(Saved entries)
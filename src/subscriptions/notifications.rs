//! D-Bus boundary with the notification source.
//!
//! Serves `org.freedesktop.Notifications` and forwards inbound calls into
//! the engine's message channel. Outbound engine feedback (closes, action
//! invocations) comes back through [`serve`] and leaves as bus signals.
//! The engine never blocks on the bus and the bus task never touches
//! engine state.

use std::collections::HashMap;
use std::num::NonZeroU64;
use std::time::Instant;

use modus_notifications_util::{CloseReason, Notification};
use tokio::sync::mpsc;
use tracing::error;

use zbus::{
    Connection, connection::Builder as ConnectionBuilder, interface,
    object_server::SignalEmitter,
};

use crate::constants::{
    BUS_CONNECT_ATTEMPTS, BUS_CONNECT_RETRY_DELAY, RATE_LIMIT_CLEANUP_INTERVAL,
    RATE_LIMIT_MAX_APPS, RATE_LIMIT_PER_MINUTE, RATE_LIMIT_WINDOW, VERSION,
};
use crate::handlers::messages::Message;

/// Engine feedback destined for the bus
#[derive(Debug, Clone, PartialEq, Eq)]
pub enum Input {
    Closed { id: u32, reason: CloseReason },
    ActionInvoked { id: u32, key: String },
}

#[derive(Debug)]
pub struct Conns {
    notifications: Connection,
}

impl Conns {
    /// Claim the well-known name and serve the interface, retrying a few
    /// times in case a previous daemon instance is still letting go of it.
    pub async fn new(messages: mpsc::Sender<Message>) -> zbus::Result<Self> {
        let mut last_err = None;
        for attempt in 1..=BUS_CONNECT_ATTEMPTS {
            match Self::connect(messages.clone()).await {
                Ok(conn) => {
                    return Ok(Self {
                        notifications: conn,
                    });
                }
                Err(err) => {
                    error!("bus connection attempt {attempt} failed: {err}");
                    last_err = Some(err);
                    tokio::time::sleep(BUS_CONNECT_RETRY_DELAY).await;
                }
            }
        }
        Err(last_err
            .unwrap_or_else(|| zbus::Error::Failure("could not claim the bus name".to_string())))
    }

    async fn connect(messages: mpsc::Sender<Message>) -> zbus::Result<Connection> {
        ConnectionBuilder::session()?
            .name("org.freedesktop.Notifications")?
            .serve_at(
                "/org/freedesktop/Notifications",
                Notifications {
                    messages,
                    next_id: NonZeroU64::MIN,
                    limiter: RateLimiter::default(),
                },
            )?
            .build()
            .await
    }
}

/// Relay engine feedback onto the bus until the engine goes away.
pub async fn serve(conns: Conns, mut feedback: mpsc::UnboundedReceiver<Input>) {
    while let Some(input) = feedback.recv().await {
        let object_server = conns.notifications.object_server();
        let Ok(iface_ref) = object_server
            .interface::<_, Notifications>("/org/freedesktop/Notifications")
            .await
        else {
            continue;
        };
        let emitter = iface_ref.signal_emitter();
        let sent = match input {
            Input::Closed { id, reason } => {
                Notifications::notification_closed(emitter, id, reason as u32).await
            }
            Input::ActionInvoked { id, key } => {
                Notifications::action_invoked(emitter, id, &key).await
            }
        };
        if let Err(err) = sent {
            error!("failed to emit bus signal: {err}");
        }
    }
}

/// Per-app admission window guarding against notification floods.
///
/// Tracks one (window start, count) pair per app name and refuses
/// notifications past the per-minute budget until the window rolls over.
#[derive(Default)]
struct RateLimiter {
    windows: HashMap<String, (Instant, u32)>,
}

impl RateLimiter {
    /// Whether a notification from `app_name` fits in its current window.
    fn admit(&mut self, app_name: &str) -> bool {
        if self.windows.len() >= RATE_LIMIT_MAX_APPS {
            self.prune();
        }
        // Still saturated after pruning: refuse rather than grow unbounded
        if self.windows.len() >= RATE_LIMIT_MAX_APPS {
            tracing::warn!(
                "rate limiter saturated ({} apps tracked), refusing '{app_name}'",
                self.windows.len()
            );
            return false;
        }

        let now = Instant::now();
        let (start, count) = self
            .windows
            .entry(app_name.to_string())
            .or_insert((now, 0));

        if now.duration_since(*start) > RATE_LIMIT_WINDOW {
            *start = now;
            *count = 1;
            return true;
        }
        if *count >= RATE_LIMIT_PER_MINUTE {
            tracing::warn!(
                "rate limiting '{app_name}': over {RATE_LIMIT_PER_MINUTE} notifications per minute"
            );
            return false;
        }
        *count += 1;
        true
    }

    /// Drop windows that have already rolled over.
    fn prune(&mut self) {
        let now = Instant::now();
        self.windows
            .retain(|_, (start, _)| now.duration_since(*start) <= RATE_LIMIT_WINDOW);
    }
}

pub struct Notifications {
    messages: mpsc::Sender<Message>,
    next_id: NonZeroU64,
    limiter: RateLimiter,
}

#[interface(name = "org.freedesktop.Notifications")]
impl Notifications {
    async fn close_notification(&self, id: u32) {
        if let Err(err) = self.messages.send(Message::CloseNotification(id)).await {
            tracing::error!("failed to forward CloseNotification: {err}");
        }
    }

    async fn get_capabilities(&self) -> Vec<&'static str> {
        // Retired notifications are browsable through history, hence
        // "persistence"; "icon-static" because animated frames are not
        // rendered.
        vec!["body", "icon-static", "persistence", "actions"]
    }

    #[zbus(out_args("name", "vendor", "version", "spec_version"))]
    async fn get_server_information(
        &self,
    ) -> (&'static str, &'static str, &'static str, &'static str) {
        ("modus-notifications", "Modus", VERSION, "1.2")
    }

    /// Inbound notification. `replaces_id` of 0 allocates a fresh id;
    /// anything else re-delivers an existing record. `expire_timeout` is
    /// milliseconds, with -1 leaving the choice to the server and 0
    /// meaning never expire.
    #[allow(clippy::too_many_arguments)]
    async fn notify(
        &mut self,
        app_name: &str,
        replaces_id: u32,
        app_icon: &str,
        summary: &str,
        body: &str,
        actions: Vec<&str>,
        hints: HashMap<&str, zbus::zvariant::Value<'_>>,
        expire_timeout: i32,
    ) -> u32 {
        // Amortized limiter upkeep, once per ~100 ids
        if self.next_id.get() % RATE_LIMIT_CLEANUP_INTERVAL == 0 {
            self.limiter.prune();
        }

        // Replacements do not count against the budget; the app already
        // paid for the record being replaced
        if replaces_id == 0 && !self.limiter.admit(app_name) {
            // Refused. Return a fixed non-zero id: 0 would read as an
            // error and make well-behaved clients retry, which is the
            // opposite of what a flood needs.
            tracing::debug!("rate limited '{app_name}'");
            return 1;
        }

        let id = if replaces_id == 0 {
            let id = self.next_id;
            self.next_id = self.next_id.checked_add(1).unwrap_or_else(|| {
                tracing::warn!("notification id counter wrapped");
                NonZeroU64::MIN
            });
            // The bus speaks u32; the truncation is harmless given the
            // 4.2B wrap distance against short record lifetimes
            id.get() as u32
        } else {
            replaces_id
        };

        let notification = Notification::new(
            app_name,
            id,
            app_icon,
            summary,
            body,
            actions,
            hints,
            expire_timeout,
        );
        let message = if replaces_id == 0 {
            Message::Notification(notification)
        } else {
            Message::Replace(notification)
        };
        if let Err(err) = self.messages.send(message).await {
            tracing::error!("failed to forward notification: {err}");
        }

        id
    }

    #[zbus(signal)]
    async fn action_invoked(
        signal_ctxt: &SignalEmitter<'_>,
        id: u32,
        action_key: &str,
    ) -> zbus::Result<()>;

    /// Close reasons on the wire: 1 expired, 2 dismissed by the user,
    /// 3 CloseNotification call, 4 undefined/reserved.
    #[zbus(signal)]
    async fn notification_closed(
        signal_ctxt: &SignalEmitter<'_>,
        id: u32,
        reason: u32,
    ) -> zbus::Result<()>;
}

#[cfg(test)]
mod tests {
    use super::*;
    use std::time::Duration;

    #[test]
    fn test_limiter_admits_up_to_budget() {
        let mut limiter = RateLimiter::default();
        for _ in 0..RATE_LIMIT_PER_MINUTE {
            assert!(limiter.admit("mail"));
        }
        assert!(!limiter.admit("mail"));
    }

    #[test]
    fn test_limiter_window_rolls_over() {
        let mut limiter = RateLimiter::default();
        for _ in 0..RATE_LIMIT_PER_MINUTE {
            limiter.admit("mail");
        }
        assert!(!limiter.admit("mail"));

        // Age the window past its length
        let (start, _) = limiter.windows.get_mut("mail").unwrap();
        *start = Instant::now() - (RATE_LIMIT_WINDOW + Duration::from_secs(1));

        assert!(limiter.admit("mail"));
    }

    #[test]
    fn test_limiter_apps_are_isolated() {
        let mut limiter = RateLimiter::default();
        for _ in 0..RATE_LIMIT_PER_MINUTE {
            limiter.admit("chatty");
        }
        assert!(!limiter.admit("chatty"));
        assert!(limiter.admit("quiet"));
    }

    #[test]
    fn test_prune_drops_expired_windows_only() {
        let mut limiter = RateLimiter::default();
        limiter.admit("old");
        limiter.admit("fresh");

        let (start, _) = limiter.windows.get_mut("old").unwrap();
        *start = Instant::now() - (RATE_LIMIT_WINDOW + Duration::from_secs(1));
        limiter.prune();

        assert!(!limiter.windows.contains_key("old"));
        assert!(limiter.windows.contains_key("fresh"));
    }

    #[test]
    fn test_limiter_handles_blank_app_name() {
        let mut limiter = RateLimiter::default();
        for _ in 0..RATE_LIMIT_PER_MINUTE {
            assert!(limiter.admit(""));
        }
        assert!(!limiter.admit(""));
    }
}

* **Aim of the exercise**
Count the lines in the entries above that hold the string "ActionInvoked", and give that count without any other text.

* **Output for this exercise**
2